Orbital characteristics
- Epoch 31 July 2016 (JD 2457600.5)
- Uncertainty parameter 0
- Observation arc: 122.53 yr (44755 d)
- Aphelion: 3.0181 AU (451.50 Gm)
- Perihelion: 2.71904 AU (406.763 Gm)
- Semi-major axis: 2.86858 AU (429.133 Gm)
- Eccentricity: 0.052130
- Orbital period (sidereal): 4.86 yr (1774.6 d)
- Average orbital speed: 17.80 km/s
- Mean anomaly: 15.346°
- Mean motion: 0° 12^{m} 10.296^{s} / day
- Inclination: 1.0015°
- Longitude of ascending node: 277.96°
- Argument of perihelion: 142.37°
- Earth MOID: 1.7299 AU (258.79 Gm)
- Jupiter MOID: 2.16233 AU (323.480 Gm)
- T_{Jupiter}: 3.297

Physical characteristics
- Dimensions: 35.37±1.4 km
- Synodic rotation period: 14.218 h (0.5924 d)
- Sidereal rotation period: 14.218 h (0.592 d)
- Geometric albedo: 0.2766±0.024
- Spectral type: S
- Absolute magnitude (H): 9.27

= 158 Koronis =

Main-belt asteroid

158 Koronis is a main-belt asteroid that was discovered by Russian astronomer Viktor Knorre on 4 January 1876, from the Berlin observatory. It was the first of his four asteroid discoveries. The meaning of the asteroid name is uncertain, but it may come from Coronis, the mother of Asclepius from Greek mythology. Alternatively, it may come from Coronis, a nymph of the Hyades sisterhood. The Koronis family is named after this asteroid.
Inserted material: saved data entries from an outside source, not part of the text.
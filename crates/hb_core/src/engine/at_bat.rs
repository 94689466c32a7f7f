//! At-bat resolution: chained binomial decision tree.
//!
//! The odds-ratio stage hands over marginal, unnormalized matchup rates.
//! `ConditionalProbs` converts those marginals into the conditional
//! probability at each branch of a fixed decision tree, and `resolve_at_bat`
//! walks the tree with successive uniform draws. Because every conditional
//! divides by the mass remaining after the branches above it, the tree
//! reproduces the marginal categorical distribution exactly, including the
//! implicit in-play-out residual. This is why the input must never be
//! normalized to sum to 1.
//!
//! The draw order is fixed (HBP, walk, strikeout, home run, hit-in-play,
//! extra-base/triple or infield, then the out-type ladder) so a recorded
//! seed replays to the same outcome.

use serde::{Deserialize, Serialize};

use super::config::SimulationConfig;
use super::events::EventRates;
use super::outcomes::AtBatOutcome;
use super::rng::SimulationRng;

/// Game context the resolver conditions on. It reads, never mutates.
#[derive(Debug, Clone, Copy, PartialEq, Eq, Default)]
pub struct AtBatContext {
    pub outs: u8,
    pub runner_on_first: bool,
    pub runner_on_third: bool,
}

/// Conditional probability at each branch point of the tree.
#[derive(Debug, Clone, Copy, PartialEq, Serialize, Deserialize)]
pub struct ConditionalProbs {
    pub hbp: f64,
    pub walk_given_not_hbp: f64,
    pub strikeout_given_no_free_pass: f64,
    pub home_run_given_contact: f64,
    pub hit_given_non_hr_contact: f64,
    pub extra_base_given_hit: f64,
    pub triple_given_extra_base: f64,
}

fn clamp_unit(value: f64) -> f64 {
    value.clamp(0.0, 1.0)
}

/// Share of remaining mass, or 0 when the branches above already consumed
/// everything (probability 0 means the branch cannot happen; no division).
fn conditional(numerator: f64, denominator: f64) -> f64 {
    if denominator > 0.0 {
        clamp_unit(numerator / denominator)
    } else {
        0.0
    }
}

impl ConditionalProbs {
    pub fn from_rates(matchup: &EventRates) -> Self {
        let not_hbp = 1.0 - matchup.hit_by_pitch;
        let no_free_pass = not_hbp - matchup.walk;
        let contact = no_free_pass - matchup.strikeout;
        let non_hr_contact = contact - matchup.home_run;
        let non_hr_hits = matchup.single + matchup.double + matchup.triple;
        let extra_base = matchup.double + matchup.triple;

        Self {
            hbp: clamp_unit(matchup.hit_by_pitch),
            walk_given_not_hbp: conditional(matchup.walk, not_hbp),
            strikeout_given_no_free_pass: conditional(matchup.strikeout, no_free_pass),
            home_run_given_contact: conditional(matchup.home_run, contact),
            hit_given_non_hr_contact: conditional(non_hr_hits, non_hr_contact),
            extra_base_given_hit: conditional(extra_base, non_hr_hits),
            triple_given_extra_base: conditional(matchup.triple, extra_base),
        }
    }
}

/// Walk the decision tree and emit exactly one outcome.
pub fn resolve_at_bat(
    cond: &ConditionalProbs,
    rng: &mut SimulationRng,
    ctx: &AtBatContext,
    config: &SimulationConfig,
) -> AtBatOutcome {
    // Free passes first: rarest checked before the rest of the mass.
    if rng.uniform("hbp") < cond.hbp {
        return AtBatOutcome::HitByPitch;
    }
    if rng.uniform("walk") < cond.walk_given_not_hbp {
        return AtBatOutcome::Walk;
    }
    if rng.uniform("strikeout") < cond.strikeout_given_no_free_pass {
        if rng.uniform("strikeout_mode") < config.strikeout_swinging_share {
            return AtBatOutcome::StrikeoutSwinging;
        }
        return AtBatOutcome::StrikeoutLooking;
    }

    // Contact was made.
    if rng.uniform("home_run") < cond.home_run_given_contact {
        return AtBatOutcome::HomeRun;
    }
    if rng.uniform("hit_in_play") < cond.hit_given_non_hr_contact {
        if rng.uniform("extra_base") < cond.extra_base_given_hit {
            if rng.uniform("triple") < cond.triple_given_extra_base {
                return AtBatOutcome::Triple;
            }
            return AtBatOutcome::Double;
        }
        if rng.uniform("infield_single") < config.infield_single_share {
            return AtBatOutcome::InfieldSingle;
        }
        return AtBatOutcome::Single;
    }

    resolve_in_play_out(rng, ctx, config)
}

/// Classify a ball-in-play out: error conversion first, then the out-type
/// split, then the situational double-play / sacrifice-fly upgrades.
fn resolve_in_play_out(
    rng: &mut SimulationRng,
    ctx: &AtBatContext,
    config: &SimulationConfig,
) -> AtBatOutcome {
    if rng.uniform("error") < config.error_rate_on_in_play_out {
        return AtBatOutcome::ReachedOnError;
    }

    let roll = rng.uniform("out_type");
    let [groundout, flyout, lineout, _popup] = config.out_type_distribution;
    let out_type = if roll < groundout {
        AtBatOutcome::Groundout
    } else if roll < groundout + flyout {
        AtBatOutcome::Flyout
    } else if roll < groundout + flyout + lineout {
        AtBatOutcome::Lineout
    } else {
        AtBatOutcome::Popup
    };

    // The situational draws only happen when the situation applies, so
    // ineligible plate appearances consume no extra randomness.
    if out_type == AtBatOutcome::Groundout
        && ctx.runner_on_first
        && ctx.outs < 2
        && rng.uniform("gidp") < config.gidp_rate
    {
        return AtBatOutcome::GroundIntoDoublePlay;
    }
    if out_type == AtBatOutcome::Flyout
        && ctx.runner_on_third
        && ctx.outs < 2
        && rng.uniform("sac_fly") < config.sac_fly_rate
    {
        return AtBatOutcome::SacrificeFly;
    }

    out_type
}

// ========== Tests ==========
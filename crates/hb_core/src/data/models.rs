//! Seasonal stat-line models.
//!
//! These are the immutable inputs to the simulation: one batting line and
//! one pitching line per player-year, produced by a repository collaborator
//! and shared for the duration of a game. Counts are unsigned so negative
//! values are unrepresentable; the remaining cross-field invariants are
//! checked by `validate()`.

use serde::{Deserialize, Serialize};

use crate::error::{Result, SimError};

/// Season batting statistics for one player-year.
#[derive(Debug, Clone, PartialEq, Eq, Serialize, Deserialize)]
pub struct BattingStatLine {
    pub player_id: String,
    pub year: u16,
    pub team_id: String,
    pub games: u32,
    pub at_bats: u32,
    pub runs: u32,
    pub hits: u32,
    pub doubles: u32,
    pub triples: u32,
    pub home_runs: u32,
    pub rbi: u32,
    pub walks: u32,
    pub strikeouts: u32,
    pub hit_by_pitch: u32,
    pub sacrifice_flies: u32,
}

impl BattingStatLine {
    /// Singles are derived: hits minus extra-base hits.
    pub fn singles(&self) -> u32 {
        self.hits - self.doubles - self.triples - self.home_runs
    }

    /// Plate appearances: at-bats plus walks, HBP, and sacrifice flies.
    pub fn plate_appearances(&self) -> u32 {
        self.at_bats + self.walks + self.hit_by_pitch + self.sacrifice_flies
    }

    pub fn batting_average(&self) -> f64 {
        if self.at_bats == 0 {
            return 0.0;
        }
        f64::from(self.hits) / f64::from(self.at_bats)
    }

    /// Check cross-field invariants that the type system cannot express.
    pub fn validate(&self) -> Result<()> {
        let extra_base = self.doubles + self.triples + self.home_runs;
        if self.hits < extra_base {
            return Err(SimError::InvalidStatLine {
                field: "hits",
                value: i64::from(self.hits),
                reason: "fewer hits than doubles + triples + home runs",
            });
        }
        if self.strikeouts > self.plate_appearances() {
            return Err(SimError::InvalidStatLine {
                field: "strikeouts",
                value: i64::from(self.strikeouts),
                reason: "more strikeouts than plate appearances",
            });
        }
        if self.hits > self.at_bats {
            return Err(SimError::InvalidStatLine {
                field: "hits",
                value: i64::from(self.hits),
                reason: "more hits than at-bats",
            });
        }
        Ok(())
    }
}

/// Season pitching statistics for one pitcher-year.
///
/// `doubles_allowed` / `triples_allowed` carry the extra-base breakdown of
/// hits allowed when the source records it; most historical seasons do not,
/// in which case the projector splits non-HR hits by league proportions.
#[derive(Debug, Clone, PartialEq, Eq, Serialize, Deserialize)]
pub struct PitchingStatLine {
    pub player_id: String,
    pub year: u16,
    pub team_id: String,
    pub games: u32,
    pub games_started: u32,
    pub wins: u32,
    pub losses: u32,
    /// Outs recorded (innings pitched * 3).
    pub outs_recorded: u32,
    pub hits_allowed: u32,
    pub runs_allowed: u32,
    pub earned_runs: u32,
    pub home_runs_allowed: u32,
    pub doubles_allowed: Option<u32>,
    pub triples_allowed: Option<u32>,
    pub walks_allowed: u32,
    pub strikeouts: u32,
    pub hit_batters: u32,
    pub batters_faced: u32,
}

impl PitchingStatLine {
    pub fn innings_pitched(&self) -> f64 {
        f64::from(self.outs_recorded) / 3.0
    }

    pub fn earned_run_average(&self) -> f64 {
        if self.outs_recorded == 0 {
            return 0.0;
        }
        f64::from(self.earned_runs) * 27.0 / f64::from(self.outs_recorded)
    }

    pub fn validate(&self) -> Result<()> {
        if self.hits_allowed < self.home_runs_allowed {
            return Err(SimError::InvalidStatLine {
                field: "hits_allowed",
                value: i64::from(self.hits_allowed),
                reason: "fewer hits allowed than home runs allowed",
            });
        }
        if let (Some(doubles), Some(triples)) = (self.doubles_allowed, self.triples_allowed) {
            let extra_base = doubles + triples + self.home_runs_allowed;
            if self.hits_allowed < extra_base {
                return Err(SimError::InvalidStatLine {
                    field: "hits_allowed",
                    value: i64::from(self.hits_allowed),
                    reason: "fewer hits allowed than extra-base hits allowed",
                });
            }
        }
        if self.strikeouts > self.batters_faced {
            return Err(SimError::InvalidStatLine {
                field: "strikeouts",
                value: i64::from(self.strikeouts),
                reason: "more strikeouts than batters faced",
            });
        }
        Ok(())
    }
}

/// Team record for one season, carrying the park factor used by the
/// projector. 100 is neutral.
#[derive(Debug, Clone, PartialEq, Eq, Serialize, Deserialize)]
pub struct TeamSeason {
    pub team_id: String,
    pub year: u16,
    pub league_id: String,
    pub team_name: String,
    pub park_factor: i32,
}

// ========== Tests ==========
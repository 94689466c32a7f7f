//! Seeded random source with a full audit trail.
//!
//! Every draw the simulation makes flows through `SimulationRng`, which
//! records kind, value, and context so a game can be replayed bit-for-bit.
//! The generator is pinned to `ChaCha8Rng` seeded through
//! `SeedableRng::seed_from_u64`: the same seed and the same call sequence
//! produce the same stream on every platform.

use rand::{Rng, SeedableRng};
use rand_chacha::ChaCha8Rng;
use serde::{Deserialize, Serialize};

use crate::error::{Result, SimError};

#[derive(Debug, Clone, Copy, PartialEq, Eq, Serialize, Deserialize)]
#[serde(rename_all = "snake_case")]
pub enum DrawKind {
    Uniform,
    WeightedChoice,
}

/// One recorded random decision.
///
/// `value` is always the raw uniform variate in [0, 1) consumed from the
/// generator, so the recorded stream alone reproduces the generator's
/// output. For weighted choices, `chosen` carries the selected index and
/// `weights` the caller's weight vector.
#[derive(Debug, Clone, PartialEq, Serialize, Deserialize)]
pub struct DrawRecord {
    pub kind: DrawKind,
    pub value: f64,
    #[serde(skip_serializing_if = "Option::is_none")]
    pub chosen: Option<usize>,
    #[serde(skip_serializing_if = "Option::is_none")]
    pub weights: Option<Vec<f64>>,
    pub context: String,
}

/// Reproducible random source owned by one simulation engine.
///
/// Single-owner by construction: all draw methods take `&mut self`, and the
/// core never shares an instance across threads.
#[derive(Debug, Clone)]
pub struct SimulationRng {
    seed: u64,
    rng: ChaCha8Rng,
    history: Vec<DrawRecord>,
}

impl SimulationRng {
    pub fn new(seed: u64) -> Self {
        Self {
            seed,
            rng: ChaCha8Rng::seed_from_u64(seed),
            history: Vec::new(),
        }
    }

    /// Seed from system entropy. The effective seed is still recorded so
    /// the run stays replayable.
    pub fn from_entropy() -> Self {
        Self::new(rand::random())
    }

    pub fn seed(&self) -> u64 {
        self.seed
    }

    /// Uniform draw in [0, 1). Never fails.
    pub fn uniform(&mut self, context: &str) -> f64 {
        let value = self.rng.gen::<f64>();
        self.history.push(DrawRecord {
            kind: DrawKind::Uniform,
            value,
            chosen: None,
            weights: None,
            context: context.to_string(),
        });
        value
    }

    /// Weighted choice by inverse-CDF sampling over one uniform draw.
    ///
    /// Weights need not sum to 1; they are normalized internally without
    /// mutating the caller's slice. A non-positive total weight (all zero,
    /// or any negative) is a caller bug and fails.
    pub fn weighted_choice<'a, T>(
        &mut self,
        options: &'a [T],
        weights: &[f64],
        context: &str,
    ) -> Result<&'a T> {
        assert_eq!(
            options.len(),
            weights.len(),
            "weighted_choice: options and weights must have equal length"
        );
        let total: f64 = weights.iter().sum();
        if !total.is_finite() || total <= 0.0 || weights.iter().any(|w| *w < 0.0) {
            return Err(SimError::EmptyWeightedChoice { total });
        }

        let value = self.rng.gen::<f64>();
        let target = value * total;
        let mut cumulative = 0.0;
        let mut chosen = options.len() - 1;
        for (index, weight) in weights.iter().enumerate() {
            cumulative += weight;
            if target < cumulative {
                chosen = index;
                break;
            }
        }

        self.history.push(DrawRecord {
            kind: DrawKind::WeightedChoice,
            value,
            chosen: Some(chosen),
            weights: Some(weights.to_vec()),
            context: context.to_string(),
        });
        Ok(&options[chosen])
    }

    /// Immutable view of every draw made since construction or reset.
    pub fn history(&self) -> &[DrawRecord] {
        &self.history
    }

    pub fn history_len(&self) -> usize {
        self.history.len()
    }

    /// Restore the generator to its initial state and clear the history.
    /// With `Some(seed)` the source is re-seeded instead.
    pub fn reset(&mut self, seed: Option<u64>) {
        if let Some(seed) = seed {
            self.seed = seed;
        }
        self.rng = ChaCha8Rng::seed_from_u64(self.seed);
        self.history.clear();
    }

    /// Export the audit history as newline-delimited JSON, one record per
    /// draw.
    pub fn history_ndjson(&self) -> String {
        self.history
            .iter()
            .map(|record| serde_json::to_string(record).expect("draw record serializes"))
            .collect::<Vec<_>>()
            .join("\n")
    }
}

// ========== Tests ==========
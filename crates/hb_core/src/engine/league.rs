//! Era-partitioned league baselines.
//!
//! The odds-ratio combination anchors every matchup against the league
//! average of the season being simulated. Cross-era matchups (a 1911
//! deadball bat against a 1968 arm) are only meaningful because each side
//! is first measured against its own era's baseline.

use serde::{Deserialize, Serialize};

use super::events::{Event, EventRates};
use crate::error::{Result, SimError};

/// The three statistical eras. Boundaries are fixed constants.
#[derive(Debug, Clone, Copy, PartialEq, Eq, Hash, Serialize, Deserialize)]
#[serde(rename_all = "snake_case")]
pub enum Era {
    Deadball,
    Liveball,
    Modern,
}

impl Era {
    pub fn name(self) -> &'static str {
        match self {
            Era::Deadball => "deadball",
            Era::Liveball => "liveball",
            Era::Modern => "modern",
        }
    }
}

/// Era for a season year: deadball before 1920, liveball 1920-1960,
/// modern from 1961 on.
pub fn era_of(year: u16) -> Era {
    if year < 1920 {
        Era::Deadball
    } else if year <= 1960 {
        Era::Liveball
    } else {
        Era::Modern
    }
}

fn deadball_rates() -> EventRates {
    EventRates {
        strikeout: 0.10,
        walk: 0.08,
        hit_by_pitch: 0.01,
        single: 0.18,
        double: 0.04,
        triple: 0.02,
        home_run: 0.005,
    }
}

fn liveball_rates() -> EventRates {
    EventRates {
        strikeout: 0.12,
        walk: 0.09,
        hit_by_pitch: 0.01,
        single: 0.17,
        double: 0.04,
        triple: 0.015,
        home_run: 0.02,
    }
}

fn modern_rates() -> EventRates {
    EventRates {
        strikeout: 0.20,
        walk: 0.08,
        hit_by_pitch: 0.01,
        single: 0.15,
        double: 0.045,
        triple: 0.005,
        home_run: 0.03,
    }
}

/// Immutable table of per-era league-average event rates.
///
/// Construction validates that every probability and every residual
/// in-play-out rate lies strictly in (0, 1); after that the table is
/// safely shareable process-wide.
#[derive(Debug, Clone, PartialEq, Serialize, Deserialize)]
pub struct LeagueBaselines {
    deadball: EventRates,
    liveball: EventRates,
    modern: EventRates,
}

impl LeagueBaselines {
    pub fn new() -> Result<Self> {
        Self::with_tables(deadball_rates(), liveball_rates(), modern_rates())
    }

    /// Build from caller-supplied tables, for validation work that tunes
    /// the anchors without code changes.
    pub fn with_tables(
        deadball: EventRates,
        liveball: EventRates,
        modern: EventRates,
    ) -> Result<Self> {
        validate_baseline(Era::Deadball, &deadball)?;
        validate_baseline(Era::Liveball, &liveball)?;
        validate_baseline(Era::Modern, &modern)?;
        Ok(Self {
            deadball,
            liveball,
            modern,
        })
    }

    pub fn for_era(&self, era: Era) -> &EventRates {
        match era {
            Era::Deadball => &self.deadball,
            Era::Liveball => &self.liveball,
            Era::Modern => &self.modern,
        }
    }

    /// Baseline rates for a season year.
    pub fn baseline(&self, year: u16) -> &EventRates {
        self.for_era(era_of(year))
    }
}

fn validate_baseline(era: Era, rates: &EventRates) -> Result<()> {
    for event in Event::ALL {
        let value = rates.get(event);
        if value <= 0.0 || value >= 1.0 {
            return Err(SimError::InvalidLeagueBaseline {
                era: era.name(),
                event: event.name(),
                value,
            });
        }
    }
    let out_rate = rates.out_rate();
    if out_rate <= 0.0 || out_rate >= 1.0 {
        return Err(SimError::InvalidLeagueBaseline {
            era: era.name(),
            event: "in_play_out",
            value: out_rate,
        });
    }
    Ok(())
}

// ========== Tests ==========

#[cfg(test)]
mod tests {
    use super::*;

    #[test]
    fn test_era_boundaries() {
        assert_eq!(era_of(1871), Era::Deadball);
        assert_eq!(era_of(1919), Era::Deadball);
        assert_eq!(era_of(1920), Era::Liveball);
        assert_eq!(era_of(1960), Era::Liveball);
        assert_eq!(era_of(1961), Era::Modern);
        assert_eq!(era_of(2023), Era::Modern);
    }

    #[test]
    fn test_default_tables_validate() {
        assert!(LeagueBaselines::new().is_ok());
    }

    #[test]
    fn test_baseline_selects_by_year() {
        let baselines = LeagueBaselines::new().unwrap();
        assert_eq!(baselines.baseline(1911).home_run, 0.005);
        assert_eq!(baselines.baseline(1927).home_run, 0.02);
        assert_eq!(baselines.baseline(1998).home_run, 0.03);
    }

    #[test]
    fn test_residual_out_rate_strictly_inside_unit_interval() {
        let baselines = LeagueBaselines::new().unwrap();
        for era in [Era::Deadball, Era::Liveball, Era::Modern] {
            let out_rate = baselines.for_era(era).out_rate();
            assert!(out_rate > 0.0 && out_rate < 1.0, "{}: {}", era.name(), out_rate);
        }
    }

    #[test]
    fn test_modern_residual_value() {
        let baselines = LeagueBaselines::new().unwrap();
        assert!((baselines.for_era(Era::Modern).out_rate() - 0.48).abs() < 1e-12);
    }

    #[test]
    fn test_zero_probability_rejected() {
        let mut bad = *LeagueBaselines::new().unwrap().for_era(Era::Modern);
        bad.triple = 0.0;
        let result = LeagueBaselines::with_tables(
            *LeagueBaselines::new().unwrap().for_era(Era::Deadball),
            *LeagueBaselines::new().unwrap().for_era(Era::Liveball),
            bad,
        );
        assert!(matches!(
            result,
            Err(SimError::InvalidLeagueBaseline { event: "triple", .. })
        ));
    }

    #[test]
    fn test_residual_leaving_unit_interval_rejected() {
        let mut bad = *LeagueBaselines::new().unwrap().for_era(Era::Modern);
        bad.single = 0.70; // pushes the event sum past 1
        let result = LeagueBaselines::with_tables(
            *LeagueBaselines::new().unwrap().for_era(Era::Deadball),
            *LeagueBaselines::new().unwrap().for_era(Era::Liveball),
            bad,
        );
        assert!(matches!(
            result,
            Err(SimError::InvalidLeagueBaseline { event: "in_play_out", .. })
        ));
    }
}
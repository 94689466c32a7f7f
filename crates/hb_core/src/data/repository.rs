//! Repository seam for historical statistics.
//!
//! The core consumes seasonal stats through this narrow read-only
//! interface; persistent storage, CSV parsing, and caching policy belong to
//! the embedding application. `MemoryRepository` is the in-process
//! implementation used by tests and headless runs.

use std::collections::HashMap;

use super::models::{BattingStatLine, PitchingStatLine, TeamSeason};

/// Read-only access to seasonal batting, pitching, and team records.
///
/// Repeated queries for the same key must return the same values; results
/// are immutable for a game's duration.
pub trait Repository {
    fn get_batter_season(&self, player_id: &str, year: u16) -> Option<&BattingStatLine>;

    fn get_pitcher_season(&self, player_id: &str, year: u16) -> Option<&PitchingStatLine>;

    fn get_team_roster(&self, team_id: &str, year: u16) -> Vec<String>;

    /// Park factor for a team-season; 100 (neutral) when unknown.
    fn get_team_park_factor(&self, team_id: &str, year: u16) -> i32;
}

/// In-memory repository backed by hash maps.
#[derive(Debug, Default)]
pub struct MemoryRepository {
    batting: HashMap<(String, u16), BattingStatLine>,
    pitching: HashMap<(String, u16), PitchingStatLine>,
    teams: HashMap<(String, u16), TeamSeason>,
}

impl MemoryRepository {
    pub fn new() -> Self {
        Self::default()
    }

    pub fn insert_batting(&mut self, line: BattingStatLine) {
        self.batting.insert((line.player_id.clone(), line.year), line);
    }

    pub fn insert_pitching(&mut self, line: PitchingStatLine) {
        self.pitching.insert((line.player_id.clone(), line.year), line);
    }

    pub fn insert_team(&mut self, team: TeamSeason) {
        self.teams.insert((team.team_id.clone(), team.year), team);
    }
}

impl Repository for MemoryRepository {
    fn get_batter_season(&self, player_id: &str, year: u16) -> Option<&BattingStatLine> {
        self.batting.get(&(player_id.to_string(), year))
    }

    fn get_pitcher_season(&self, player_id: &str, year: u16) -> Option<&PitchingStatLine> {
        self.pitching.get(&(player_id.to_string(), year))
    }

    fn get_team_roster(&self, team_id: &str, year: u16) -> Vec<String> {
        let mut roster: Vec<String> = self
            .batting
            .values()
            .filter(|line| line.team_id == team_id && line.year == year)
            .map(|line| line.player_id.clone())
            .chain(
                self.pitching
                    .values()
                    .filter(|line| line.team_id == team_id && line.year == year)
                    .map(|line| line.player_id.clone()),
            )
            .collect();
        roster.sort();
        roster.dedup();
        roster
    }

    fn get_team_park_factor(&self, team_id: &str, year: u16) -> i32 {
        self.teams
            .get(&(team_id.to_string(), year))
            .map(|team| team.park_factor)
            .unwrap_or(100)
    }
}

// ========== Tests ==========
use thiserror::Error;

/// Errors raised by the simulation core.
///
/// All validation happens at construction time or at the entry of
/// `simulate_plate_appearance`, before any random draw, so a failed call
/// never pollutes the audit history. Every variant carries the offending
/// value and the expected range so embedders can handle errors
/// programmatically.
#[derive(Error, Debug, Clone, PartialEq)]
pub enum SimError {
    #[error("invalid stat line: {field} = {value} ({reason})")]
    InvalidStatLine {
        field: &'static str,
        value: i64,
        reason: &'static str,
    },

    #[error("invalid league baseline ({era}): {event} = {value}, must lie strictly in (0, 1)")]
    InvalidLeagueBaseline {
        era: &'static str,
        event: &'static str,
        value: f64,
    },

    #[error("invalid probability input: {name} = {value}, expected {expected}")]
    InvalidProbabilityInput {
        name: &'static str,
        value: f64,
        expected: &'static str,
    },

    #[error("invalid configuration: {option} = {value}, expected {expected}")]
    InvalidConfiguration {
        option: &'static str,
        value: f64,
        expected: &'static str,
    },

    #[error("weighted choice requires a positive total weight, got {total}")]
    EmptyWeightedChoice { total: f64 },

    #[error("advancement matrix for {outcome} at {state:?} sums to {sum}, expected 1.0")]
    InvalidAdvancementMatrix {
        outcome: &'static str,
        state: (bool, bool, bool),
        sum: f64,
    },
}

pub type Result<T> = std::result::Result<T, SimError>;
From its spectrum this is classified as an S-type asteroid, indicating a stony composition. Photometric observations show a synodic rotation period of 14.206 ± 0.002 hours with a brightness variation of 0.28–0.43 in magnitude. A subsequent study at the Altimira Observatory during 2010 was in agreement with this estimate, yielding a rotation period of 14.208 ± 0.040 hours. Based on a model constructed from the lightcurve, the shape of Koronis resembles that of 243 Ida, an asteroid in the same family, although it is a bit larger.

A collision involving 158 Koronis 15 million years ago created a cluster of 246 objects. 158 Koronis itself retained 98.7% of the total mass. These new objects formed the Koronis(2) family. Koronis(2) is a subfamily of the much larger Koronis family.